I’m not a whiner, but honestly there are days that I simply don’t know how I can juggle one more mailing, one more phone call, one more solicitation request. Then I think of the individuals, young and old, whose lives may be a little better due to that one phone call made and it offers me the perspective that makes it all worthwhile. It is  fuel for the soul – the energy source on a dark day. When other aspects of our lives are not performing on all cylinders, giving back will always bring meaning – on many levels.

I debated about writing this blog. As I have often wondered about those that promote their philanthropic endeavors on their websites (are they trying to look good in the eyes of others or what?). So, I decided to offer this perspective – as just that – a perspective on the benefits of philanthropy and generosity in our lives. My purpose and intention is to shine the light on the beneficiaries and the benefits of giving back, in general.

When aspects in our lives look bleak, and many of us do face hardships and uncertain directions today; giving back can offer new lenses through which to view the situation.

Spring is indeed a time of renewal. Renewing our consciousness of when and how we give of our time, our talents, and our treasures can bring meaning and purpose. And through giving in generous spirit, a renewed source of energy is created; to this I can attest and guarantee.

As Sir WInston Churchill so famously said: “We make a living by what we get, we make a life by what we give.”
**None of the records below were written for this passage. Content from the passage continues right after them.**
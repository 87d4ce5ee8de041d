use governance_types::AgentId;
use thiserror::Error;

/// Result type for coordination operations
pub type CoordinationResult<T> = Result<T, CoordinationError>;

#[derive(Debug, Error)]
pub enum CoordinationError {
    #[error("Context not found: {0}")]
    ContextNotFound(String),

    #[error("Invalid role definition: {0}")]
    InvalidRole(String),

    #[error("Role not found: {0}")]
    RoleNotFound(String),

    #[error("Agent {agent} is not registered in context {context}")]
    AgentNotRegistered { agent: AgentId, context: String },

    #[error("Agent {agent} does not have permission {permission}")]
    PermissionDenied { agent: AgentId, permission: String },

    #[error("Agent {agent} is not assigned to task {task}")]
    NotAssigned { agent: AgentId, task: String },

    #[error("Task not found: {0}")]
    TaskNotFound(String),

    #[error("Task {0} targets no agents")]
    NoCandidates(String),

    #[error("Lock poisoned: {0}")]
    LockPoisoned(&'static str),
}

#[cfg(test)]
mod tests {
    use super::*;

    #[test]
    fn rejections_carry_stable_text() {
        let denied = CoordinationError::PermissionDenied {
            agent: AgentId::new("w1"),
            permission: "assign_tasks".into(),
        };
        assert!(denied.to_string().contains("does not have permission"));

        let unassigned = CoordinationError::NotAssigned {
            agent: AgentId::new("w1"),
            task: "task-1".into(),
        };
        assert!(unassigned.to_string().contains("not assigned to task"));

        let missing = CoordinationError::ContextNotFound("ctx".into());
        assert!(missing.to_string().starts_with("Context not found"));
    }
}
Now, is a perfect time to begin.

4 responses to “Philanthropy in the broader sense – a source of renewal and meaning

  1. My hope is that the good things that can come from the troubled economy are those you mentioned here…..turning away from the brass ring of the last 10-20 years and toward a more compassionate view of each other and the world we are living in together. Many of the daily small things you mentioned are a great starting place as it recognizes the value in each of us. Thank you Kristin, for this wonderful column (amongst many that you are writing!) You continue to be a true inspiration.

  2. Kristin,
    Your topic and timing are poignant as ever. While we can’t all give in monetary terms, especially during these trying times, we can all find meaning in our giving; and we don’t have to look very far. It says something about us, in what we offer from the heart. I volunteer my time translating loan requests from Spanish to English for people in developing countries through KIVA (international non-profit micro-lender). It honors me to help those less fortunate, and I have the pleasure of seeing into their world. What a gift for me! Keep them coming,
    Jo

  3. Kristin,
    Thank you for the shout-out! Your own passion and good intentions run through this whole posting. Your family deserves credit for instilling in you an understanding and experience of being generous. Many people also find philanthropy on their own, without education through their family, at different life stages. Your use of the Bettelheim quote at the beginning puts the wonderful frame of “meaning” around your whole discussion. Indeed, if we are looking for meaning and perspective in our lives, there is no better way than in giving to those who need our solidarity. We may be ambitious and high performing business people, and that may not be ALL we need to be. Thanks for leading the way…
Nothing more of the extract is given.